Mr. Moshe Arkin has served as chairman of our Board of Directors since 2014. In May 2022, Mr. Moshe Arkin's role has been expanded to Executive Chairman to reflect Mr. Arkin’s expanded role at the Company. Mr. Moshe Arkin currently sits on the board of directors of several private pharmaceutical and medical device companies including SoniVie Ltd., a company developing systems for the treatment of pulmonary arterial hypertension, Digma Medical, a company developing systems to treat insulin resistance present in type 2 diabetes and other metabolic syndrome diseases, and Valcare Medical, a company developing heart valve devices. From 2005 to 2008, Mr. Moshe Arkin served as the head of generics at Perrigo Company and from 2005 until 2011 as the vice chairman of its board of directors. Prior to joining our Board of Directors, Mr. Moshe Arkin served as a director of cCAM Biotherapeutics Ltd., a company focused on the discovery and development of novel immunotherapies to treat cancer from 2012 until its acquisition in 2015 by Merck & Co., Inc. Mr. Moshe Arkin served as chairman of Agis Industries Ltd. from its inception in 1972 until its acquisition by Perrigo Company in 2005. Mr. Moshe Arkin holds a B.A. in psychology from the Tel Aviv University, Israel.
 
Mr. Itai Arkin became a member of our Board of Directors immediately following the pricing of our initial public offering. Mr. Itai Arkin currently serves as Investment Manager at Arkin Holdings Ltd. Mr. Itai Arkin holds a B.A. in business administration (cum laude) from Interdisciplinary Center, Herzliya, Israel, and an MBA (cum laude) from Tel Aviv University. Mr. Itai Arkin is the son of Mr. Moshe Arkin, the chairman of our Board of Directors and sole beneficial owner of Arkin Dermatology, our controlling shareholder.

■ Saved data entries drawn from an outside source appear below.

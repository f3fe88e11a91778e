use crate::modules::cart::store::CartStore;
use std::sync::Arc;

#[derive(Clone)]
pub struct AppState {
    pub store: Arc<CartStore>,
}
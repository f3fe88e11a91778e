// Composition root for the cart bounded context.
//
// Responsibilities
// - Read config from environment.
// - Instantiate concrete infrastructure implementations.
// - Load the cart store and expose it over HTTP and GraphQL.

pub mod graphql;
pub mod http;
pub mod state;

use crate::config::AppConfig;
use crate::modules::cart::adapters::outbound::catalog_http::HttpCatalog;
use crate::modules::cart::store::CartStore;
use crate::shared::infrastructure::notifier::tracing_log::TracingNotifier;
use crate::shared::infrastructure::persistent_slot::file::FileSlot;
use crate::shell::state::AppState;
use std::sync::Arc;
use tracing::info;

pub async fn build_state(config: &AppConfig) -> anyhow::Result<AppState> {
    let catalog = HttpCatalog::new(&config.catalog_url, config.catalog_timeout)?;
    let slot = FileSlot::open(&config.slot_path).await?;
    info!(
        catalog = %catalog.base_url(),
        slot = %slot.path().display(),
        "adapters ready"
    );

    let store = CartStore::load(Arc::new(catalog), Arc::new(slot), Arc::new(TracingNotifier)).await?;
    Ok(AppState {
        store: Arc::new(store),
    })
}
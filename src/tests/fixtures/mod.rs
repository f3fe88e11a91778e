pub mod products;
pub mod store;
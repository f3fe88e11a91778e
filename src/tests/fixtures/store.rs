use crate::modules::cart::adapters::outbound::catalog_in_memory::InMemoryCatalog;
use crate::modules::cart::store::CartStore;
use crate::shared::infrastructure::notifier::in_memory::InMemoryNotifier;
use crate::shared::infrastructure::persistent_slot::in_memory::InMemorySlot;
use crate::shell::state::AppState;
use crate::tests::fixtures::products::load_catalog_records;
use rstest::fixture;
use std::sync::Arc;

pub struct TestCart {
    pub store: Arc<CartStore>,
    pub catalog: Arc<InMemoryCatalog>,
    pub slot: Arc<InMemorySlot>,
    pub notifier: Arc<InMemoryNotifier>,
}

pub fn make_catalog() -> InMemoryCatalog {
    load_catalog_records()
        .into_iter()
        .fold(InMemoryCatalog::new(), |catalog, record| {
            catalog.with_product(record.product, record.stock)
        })
}

pub async fn make_test_cart(slot: InMemorySlot) -> TestCart {
    let catalog = Arc::new(make_catalog());
    let slot = Arc::new(slot);
    let notifier = Arc::new(InMemoryNotifier::new());
    let store = CartStore::load(catalog.clone(), slot.clone(), notifier.clone())
        .await
        .expect("CartStore > load failed");
    TestCart {
        store: Arc::new(store),
        catalog,
        slot,
        notifier,
    }
}

#[fixture]
pub async fn before_each() -> TestCart {
    make_test_cart(InMemorySlot::new()).await
}

pub async fn make_test_state() -> (AppState, TestCart) {
    let test = make_test_cart(InMemorySlot::new()).await;
    let state = AppState {
        store: test.store.clone(),
    };
    (state, test)
}
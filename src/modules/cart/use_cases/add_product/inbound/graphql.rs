use async_graphql::{Context, Object, Result as GqlResult};

use crate::modules::cart::adapters::inbound::graphql_error::to_graphql_error;
use crate::modules::cart::adapters::outbound::toast::CartOperation;
use crate::modules::cart::core::product::ProductId;
use crate::modules::cart::use_cases::get_cart::inbound::graphql::{GqlCartEntry, to_gql_cart};
use crate::shell::state::AppState;

#[derive(Default)]
pub struct AddProductMutation;

#[Object]
impl AddProductMutation {
    async fn add_product(&self, context: &Context<'_>, product_id: u64) -> GqlResult<Vec<GqlCartEntry>> {
        let state = context.data_unchecked::<AppState>();
        state
            .store
            .add_product(ProductId(product_id))
            .await
            .map(|cart| to_gql_cart(&cart))
            .map_err(|e| to_graphql_error(CartOperation::AddProduct, e))
    }
}
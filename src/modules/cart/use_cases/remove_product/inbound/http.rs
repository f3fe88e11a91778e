use axum::{
    extract::{Path, State},
    response::Response,
};

use crate::modules::cart::adapters::inbound::http_response::respond;
use crate::modules::cart::adapters::outbound::toast::CartOperation;
use crate::modules::cart::core::product::ProductId;
use crate::shell::state::AppState;

pub async fn handle(State(state): State<AppState>, Path(product_id): Path<ProductId>) -> Response {
    respond(CartOperation::RemoveProduct, state.store.remove_product(product_id).await)
}
use axum::{Json, http::StatusCode, response::IntoResponse, response::Response};
use serde::Serialize;

use crate::modules::cart::adapters::outbound::catalog::CatalogError;
use crate::modules::cart::adapters::outbound::toast::{CartOperation, render_error};
use crate::modules::cart::core::cart::Cart;
use crate::modules::cart::core::decision::DecideError;
use crate::modules::cart::errors::CartError;

#[derive(Serialize)]
pub struct ErrorBody {
    pub message: String,
}

pub fn status_for(error: &CartError) -> StatusCode {
    match error {
        CartError::Domain(DecideError::StockExceeded { .. }) => StatusCode::CONFLICT,
        CartError::Domain(DecideError::NotInCart(_)) => StatusCode::NOT_FOUND,
        CartError::Domain(DecideError::NonPositiveAmount(_)) => StatusCode::UNPROCESSABLE_ENTITY,
        CartError::Catalog(CatalogError::NotFound(_)) => StatusCode::NOT_FOUND,
        CartError::Catalog(_) => StatusCode::BAD_GATEWAY,
        CartError::Slot(_) | CartError::Serialization(_) => StatusCode::INTERNAL_SERVER_ERROR,
    }
}

pub fn respond(operation: CartOperation, outcome: Result<Cart, CartError>) -> Response {
    match outcome {
        Ok(cart) => (StatusCode::OK, Json(cart)).into_response(),
        Err(error) => {
            let message = render_error(operation, &error)
                .map(|notification| notification.message)
                .unwrap_or_else(|| error.to_string());
            (status_for(&error), Json(ErrorBody { message })).into_response()
        }
    }
}
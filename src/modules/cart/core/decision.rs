use crate::modules::cart::core::product::ProductId;

#[derive(Debug, thiserror::Error, PartialEq, Eq, Clone)]
pub enum DecideError {
    #[error("requested {requested} of product {product_id}, only {available} in stock")]
    StockExceeded {
        product_id: ProductId,
        requested: u32,
        available: u32,
    },

    #[error("product {0} is not in the cart")]
    NotInCart(ProductId),

    #[error("amount must be at least 1, got {0}")]
    NonPositiveAmount(i64),
}

/// Stock ceiling shared by every quantity-increasing operation.
pub fn ensure_in_stock(product_id: ProductId, requested: u32, available: u32) -> Result<(), DecideError> {
    if requested > available {
        return Err(DecideError::StockExceeded {
            product_id,
            requested,
            available,
        });
    }
    Ok(())
}
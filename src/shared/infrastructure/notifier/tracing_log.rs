use crate::shared::infrastructure::notifier::{Notification, Notifier, Severity};
use tracing::{info, warn};

/// Writes notifications to the log. Used when no interactive user is attached,
/// e.g. behind the HTTP shell where the message also travels in the response.
#[derive(Debug, Default, Clone, Copy)]
pub struct TracingNotifier;

#[async_trait::async_trait]
impl Notifier for TracingNotifier {
    async fn notify(&self, notification: Notification) {
        match notification.severity {
            Severity::Success => info!(text = %notification.message, "cart notification"),
            Severity::Error => warn!(text = %notification.message, "cart notification"),
        }
    }
}
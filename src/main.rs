use cart_store::config::AppConfig;
use cart_store::shell::{build_state, http::router};
use tracing::info;
use tracing_subscriber::EnvFilter;

#[tokio::main]
async fn main() -> anyhow::Result<()> {
    dotenvy::dotenv().ok();
    tracing_subscriber::fmt()
        .with_env_filter(EnvFilter::try_from_default_env().unwrap_or_else(|_| EnvFilter::new("info")))
        .init();

    let config = AppConfig::from_env()?;
    let state = build_state(&config).await?;

    let listener = tokio::net::TcpListener::bind(config.bind_target()).await?;
    info!(addr = %listener.local_addr()?, catalog = %config.catalog_url, "cart store listening");
    axum::serve(listener, router(state)).await?;
    Ok(())
}
use crate::modules::cart::core::cart::Cart;
use crate::modules::cart::core::decision::DecideError;
use crate::modules::cart::core::product::ProductId;

pub fn decide_remove(cart: &Cart, product_id: ProductId) -> Result<Cart, DecideError> {
    if cart.find(product_id).is_none() {
        return Err(DecideError::NotInCart(product_id));
    }
    Ok(cart.without(product_id))
}
//! HTTP client for the storefront stock and product API.
//!
//! Resources are addressed as `{base}/stock/{id}` and `{base}/products/{id}`.

use reqwest::{Client, StatusCode};
use serde::de::DeserializeOwned;
use std::time::Duration;
use tracing::{debug, instrument};

use crate::modules::cart::adapters::outbound::catalog::{Catalog, CatalogError};
use crate::modules::cart::core::product::{Product, ProductId, StockInfo};

#[derive(Debug, Clone)]
pub struct HttpCatalog {
    client: Client,
    base_url: String,
}

impl HttpCatalog {
    /// Create a catalog client rooted at `base_url`.
    ///
    /// # Errors
    ///
    /// Returns error if the underlying HTTP client cannot be built.
    pub fn new(base_url: impl Into<String>, timeout: Duration) -> Result<Self, CatalogError> {
        let client = Client::builder()
            .timeout(timeout)
            .build()
            .map_err(|e| CatalogError::Backend(e.to_string()))?;
        Ok(Self {
            client,
            base_url: base_url.into().trim_end_matches('/').to_string(),
        })
    }

    pub fn base_url(&self) -> &str {
        &self.base_url
    }

    async fn get<T: DeserializeOwned>(&self, resource: &str, product_id: ProductId) -> Result<T, CatalogError> {
        let url = format!("{}/{resource}/{product_id}", self.base_url);
        let response = self
            .client
            .get(&url)
            .send()
            .await
            .map_err(|e| CatalogError::Request(e.to_string()))?;

        if response.status() == StatusCode::NOT_FOUND {
            return Err(CatalogError::NotFound(product_id));
        }
        let response = response
            .error_for_status()
            .map_err(|e| CatalogError::Request(e.to_string()))?;

        debug!(%url, "catalog response received");
        response
            .json::<T>()
            .await
            .map_err(|e| CatalogError::Response(e.to_string()))
    }
}

#[async_trait::async_trait]
impl Catalog for HttpCatalog {
    #[instrument(skip(self))]
    async fn stock(&self, product_id: ProductId) -> Result<StockInfo, CatalogError> {
        let stock: StockInfo = self.get("stock", product_id).await?;
        if stock.product_id != product_id {
            return Err(CatalogError::Response(format!(
                "asked stock of product {product_id}, got product {}",
                stock.product_id
            )));
        }
        Ok(stock)
    }

    #[instrument(skip(self))]
    async fn product(&self, product_id: ProductId) -> Result<Product, CatalogError> {
        let product: Product = self.get("products", product_id).await?;
        if product.id != product_id {
            return Err(CatalogError::Response(format!(
                "asked product {product_id}, got product {}",
                product.id
            )));
        }
        Ok(product)
    }
}
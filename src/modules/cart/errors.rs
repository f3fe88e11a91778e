use crate::modules::cart::adapters::outbound::catalog::CatalogError;
use crate::modules::cart::core::decision::DecideError;
use crate::shared::infrastructure::persistent_slot::SlotError;
use thiserror::Error;

#[derive(Debug, Error)]
pub enum CartError {
    #[error("domain rejected: {0}")]
    Domain(#[from] DecideError),

    #[error(transparent)]
    Catalog(#[from] CatalogError),

    #[error(transparent)]
    Slot(#[from] SlotError),

    #[error("cart snapshot could not be (de)serialized: {0}")]
    Serialization(#[from] serde_json::Error),
}

impl CartError {
    pub fn domain(&self) -> Option<&DecideError> {
        match self {
            Self::Domain(reason) => Some(reason),
            _ => None,
        }
    }
}
use crate::modules::cart::adapters::outbound::toast::CartOperation;
use crate::modules::cart::core::cart::Cart;
use crate::modules::cart::errors::CartError;
use crate::modules::cart::store::CartStore;
use crate::modules::cart::use_cases::update_product_amount::command::UpdateProductAmount;
use crate::modules::cart::use_cases::update_product_amount::decide::{decide_update, precheck_update};
use tracing::instrument;

impl CartStore {
    /// Set the amount of a product in the cart. Amounts below 1 are rejected
    /// without a lookup and without notifying the user; removing a product is
    /// `remove_product`'s job. A product missing from the cart is still
    /// checked against stock and then leaves the cart unchanged.
    #[instrument(skip(self), fields(product_id = %command.product_id, amount = command.amount))]
    pub async fn update_product_amount(&self, command: UpdateProductAmount) -> Result<Cart, CartError> {
        let outcome = self.try_update_product_amount(command).await;
        self.report(CartOperation::UpdateProductAmount, &outcome).await;
        outcome
    }

    async fn try_update_product_amount(&self, command: UpdateProductAmount) -> Result<Cart, CartError> {
        let (writer, current) = self.begin().await;
        precheck_update(&command)?;
        let stock = self.catalog.stock(command.product_id).await?;
        let next = decide_update(&current, &command, &stock)?;
        self.commit(&writer, next).await
    }
}
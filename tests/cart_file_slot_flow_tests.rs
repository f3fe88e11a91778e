// End to end flow against the file-backed slot.
//
// - Mutate a cart through the public store API.
// - Reopen the slot file in a fresh store and assert the snapshot survived.

use cart_store::modules::cart::adapters::outbound::catalog_in_memory::InMemoryCatalog;
use cart_store::modules::cart::core::product::{Product, ProductId};
use cart_store::modules::cart::store::CartStore;
use cart_store::shared::infrastructure::notifier::in_memory::InMemoryNotifier;
use cart_store::shared::infrastructure::persistent_slot::file::FileSlot;
use serde_json::json;
use std::path::PathBuf;
use std::sync::Arc;

fn catalog() -> InMemoryCatalog {
    let sneaker: Product = serde_json::from_value(json!({
        "id": 1,
        "title": "Tênis de Caminhada Leve Confortável",
        "price": 179.9
    }))
    .unwrap();
    let boot: Product = serde_json::from_value(json!({ "id": 2, "title": "Bota", "price": 259.0 })).unwrap();
    InMemoryCatalog::new().with_product(sneaker, 4).with_product(boot, 1)
}

async fn open_store(path: &PathBuf) -> CartStore {
    let slot = FileSlot::open(path).await.unwrap();
    CartStore::load(
        Arc::new(catalog()),
        Arc::new(slot),
        Arc::new(InMemoryNotifier::new()),
    )
    .await
    .unwrap()
}

#[tokio::test]
async fn cart_survives_a_restart() {
    let path = std::env::temp_dir().join(format!("cart_flow_{}.json", uuid::Uuid::now_v7()));

    let store = open_store(&path).await;
    store.add_product(ProductId(2)).await.unwrap();
    store.add_product(ProductId(1)).await.unwrap();
    store.add_product(ProductId(1)).await.unwrap();
    assert!(store.add_product(ProductId(2)).await.is_err());
    let before = store.cart().await;
    drop(store);

    let restarted = open_store(&path).await;
    let after = restarted.cart().await;

    assert_eq!(after, before);
    assert_eq!(after.entries()[0].id, ProductId(2));
    assert_eq!(after.amount_of(ProductId(1)), Some(2));

    let _ = tokio::fs::remove_file(&path).await;
}
use async_graphql::{EmptySubscription, MergedObject, Schema};

use crate::modules::cart::use_cases::add_product::inbound::graphql::AddProductMutation;
pub use crate::modules::cart::use_cases::get_cart::inbound::graphql::CartQuery as QueryRoot;
use crate::modules::cart::use_cases::remove_product::inbound::graphql::RemoveProductMutation;
use crate::modules::cart::use_cases::update_product_amount::inbound::graphql::UpdateProductAmountMutation;
pub use crate::shell::state::AppState;

#[derive(MergedObject, Default)]
pub struct MutationRoot(AddProductMutation, RemoveProductMutation, UpdateProductAmountMutation);

pub type AppSchema = Schema<QueryRoot, MutationRoot, EmptySubscription>;

pub fn build_schema(state: AppState) -> AppSchema {
    Schema::build(QueryRoot, MutationRoot::default(), EmptySubscription)
        .data(state)
        .finish()
}
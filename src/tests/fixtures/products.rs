// Product fixtures.
//
// catalog.json mirrors the storefront API: each record carries the product as
// served by `products/{id}` and the amount served by `stock/{id}`.

use crate::modules::cart::core::product::{Product, ProductId};
use serde::Deserialize;
use serde_json::json;

const CATALOG_JSON: &str = include_str!("json/catalog.json");

#[derive(Debug, Clone, Deserialize)]
pub struct CatalogRecord {
    pub product: Product,
    pub stock: u32,
}

pub fn load_catalog_records() -> Vec<CatalogRecord> {
    serde_json::from_str(CATALOG_JSON).unwrap()
}

pub fn make_product(id: u64) -> Product {
    make_product_with_title(id, &format!("Product {id}"))
}

pub fn make_product_with_title(id: u64, title: &str) -> Product {
    let fields = json!({
        "title": title,
        "price": 179.9,
        "image": format!("https://cdn.example.com/{id}.jpg"),
    });
    Product {
        id: ProductId(id),
        fields: serde_json::from_value(fields).unwrap(),
    }
}

#[cfg(test)]
mod cart_product_fixture_tests {
    use super::*;
    use rstest::rstest;

    #[rstest]
    fn it_should_parse_the_catalog_fixture() {
        let records = load_catalog_records();
        assert_eq!(records.len(), 3);
        assert_eq!(records[0].product.id, ProductId(1));
        assert_eq!(records[0].stock, 3);
    }
}
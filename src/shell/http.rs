use async_graphql_axum::GraphQL;
use axum::{
    Router,
    routing::{get, post, put},
};
use tower_http::{cors::CorsLayer, trace::TraceLayer};

use crate::modules::cart::use_cases::add_product::inbound::http as add_http;
use crate::modules::cart::use_cases::get_cart::inbound::http as get_http;
use crate::modules::cart::use_cases::remove_product::inbound::http as remove_http;
use crate::modules::cart::use_cases::update_product_amount::inbound::http as update_http;
use crate::shell::graphql::build_schema;
use crate::shell::state::AppState;

pub fn router(state: AppState) -> Router {
    let schema = build_schema(state.clone());
    Router::new()
        .route("/cart", get(get_http::handle))
        .route(
            "/cart/products/{product_id}",
            post(add_http::handle).delete(remove_http::handle),
        )
        .route("/cart/products/{product_id}/amount", put(update_http::handle))
        .route_service("/graphql", GraphQL::new(schema))
        .layer(TraceLayer::new_for_http())
        .layer(CorsLayer::permissive())
        .with_state(state)
}
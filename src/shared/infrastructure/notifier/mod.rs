use async_trait::async_trait;
use serde::Serialize;

#[derive(Debug, Clone, Copy, PartialEq, Eq, Serialize)]
#[serde(rename_all = "lowercase")]
pub enum Severity {
    Success,
    Error,
}

#[derive(Debug, Clone, PartialEq, Eq, Serialize)]
pub struct Notification {
    pub severity: Severity,
    pub message: String,
}

impl Notification {
    pub fn success(message: impl Into<String>) -> Self {
        Self {
            severity: Severity::Success,
            message: message.into(),
        }
    }

    pub fn error(message: impl Into<String>) -> Self {
        Self {
            severity: Severity::Error,
            message: message.into(),
        }
    }
}

/// Fire-and-forget channel towards the user. Delivery is never acknowledged.
#[async_trait]
pub trait Notifier: Send + Sync {
    async fn notify(&self, notification: Notification);
}

pub mod in_memory;
pub mod tracing_log;
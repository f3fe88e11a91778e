// In memory implementation of the Catalog port.
//
// Responsibilities
// - Serve stock and product records from maps seeded by the test.
// - Count lookups so tests can assert that stock is fetched on every operation.
// - Simulate an unreachable service and slow responses.

use crate::modules::cart::adapters::outbound::catalog::{Catalog, CatalogError};
use crate::modules::cart::core::product::{Product, ProductId, StockInfo};
use std::collections::HashMap;
use std::sync::atomic::{AtomicBool, AtomicU64, AtomicUsize, Ordering};
use std::time::Duration;
use tokio::sync::RwLock;

#[derive(Default)]
pub struct InMemoryCatalog {
    stocks: RwLock<HashMap<ProductId, u32>>,
    products: RwLock<HashMap<ProductId, Product>>,
    stock_lookups: AtomicUsize,
    product_lookups: AtomicUsize,
    delay_ms: AtomicU64,
    is_offline: AtomicBool,
}

impl InMemoryCatalog {
    pub fn new() -> Self {
        Self::default()
    }

    pub fn with_product(mut self, product: Product, stock: u32) -> Self {
        self.stocks.get_mut().insert(product.id, stock);
        self.products.get_mut().insert(product.id, product);
        self
    }

    pub async fn set_stock(&self, product_id: ProductId, amount: u32) {
        self.stocks.write().await.insert(product_id, amount);
    }

    pub fn set_delay_ms(&self, ms: u64) {
        self.delay_ms.store(ms, Ordering::SeqCst);
    }

    pub fn toggle_offline(&self) {
        self.is_offline.fetch_xor(true, Ordering::SeqCst);
    }

    pub fn stock_lookups(&self) -> usize {
        self.stock_lookups.load(Ordering::SeqCst)
    }

    pub fn product_lookups(&self) -> usize {
        self.product_lookups.load(Ordering::SeqCst)
    }

    async fn respond(&self) -> Result<(), CatalogError> {
        let delay = self.delay_ms.load(Ordering::SeqCst);
        if delay > 0 {
            tokio::time::sleep(Duration::from_millis(delay)).await;
        }
        if self.is_offline.load(Ordering::SeqCst) {
            return Err(CatalogError::Request("Catalog offline".into()));
        }
        Ok(())
    }
}

#[async_trait::async_trait]
impl Catalog for InMemoryCatalog {
    async fn stock(&self, product_id: ProductId) -> Result<StockInfo, CatalogError> {
        self.stock_lookups.fetch_add(1, Ordering::SeqCst);
        self.respond().await?;
        let amount = self
            .stocks
            .read()
            .await
            .get(&product_id)
            .copied()
            .ok_or(CatalogError::NotFound(product_id))?;
        Ok(StockInfo { product_id, amount })
    }

    async fn product(&self, product_id: ProductId) -> Result<Product, CatalogError> {
        self.product_lookups.fetch_add(1, Ordering::SeqCst);
        self.respond().await?;
        self.products
            .read()
            .await
            .get(&product_id)
            .cloned()
            .ok_or(CatalogError::NotFound(product_id))
    }
}
// Dashstore - record tables for an admin dashboard, persisted through a key-value store

pub mod cli;
pub mod config;
pub mod export;
pub mod filter;
pub mod kv;
pub mod models;
pub mod overview;
pub mod query;
pub mod record;
pub mod selection;
pub mod store;
pub mod table;

// Re-export main types for convenience
pub use config::{Backend, Config};
pub use export::{CsvRow, ExportFormat};
pub use filter::{Filter, FilterValue};
pub use kv::{FileKv, KeyValueStore, MemoryKv, SqliteKv};
pub use query::{PageView, Query, Sort, SortDirection};
pub use record::{FieldValue, Record};
pub use selection::Selection;
pub use store::Store;
pub use table::{Confirm, EditSession, FormOutcome, Table};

Ms. Hani Lerman became a member of our Board of Directors immediately following the pricing of our initial public offering. Ms. Lerman has served as chief financial officer at Arkin Holdings since 2015. From 2010 until 2014, Ms. Lerman served as chief financial officer of Sansa Security (f/k/a Discretix Technologies), and from 2006 until 2010, she served as chief financial officer of Storwize, which was acquired by IBM in 2010. She served as a board member of Exalenz Bioscience and of Sphera Global Healthcare. She holds a Master's degree in business administration with a major in finance from Tel Aviv University, Israel, and a B.A. in economics and accounting from Tel Aviv University, Israel.
 
Dr. Shmuel (Muli) Ben Zvi became a member of our Board of Directors immediately following pricing of our initial public offering. Dr. Ben Zvi is currently a board member and member of the credit, technology, resources and strategy committees at Bank Leumi, and a board member and member of the audit committee and compensation committee of VBL Therapeutics and a Board member and chair of the audit committee at Protalix Biotherapeutics. From 2004 to 2014, Dr. Ben Zvi held various managerial positions at Teva Pharmaceuticals Industries Ltd., including Vice President of Finance and Vice President of Strategy. From 2000 to 2004, Dr. Ben Zvi was the financial advisor to the Chief of General Staff of the Israel Defense Forces and head of the Defense Ministry budget department. Dr. Ben Zvi holds a Ph.D. in economics from Tel Aviv University, Israel and participated in the Harvard Business School Advanced Management Program (AMP).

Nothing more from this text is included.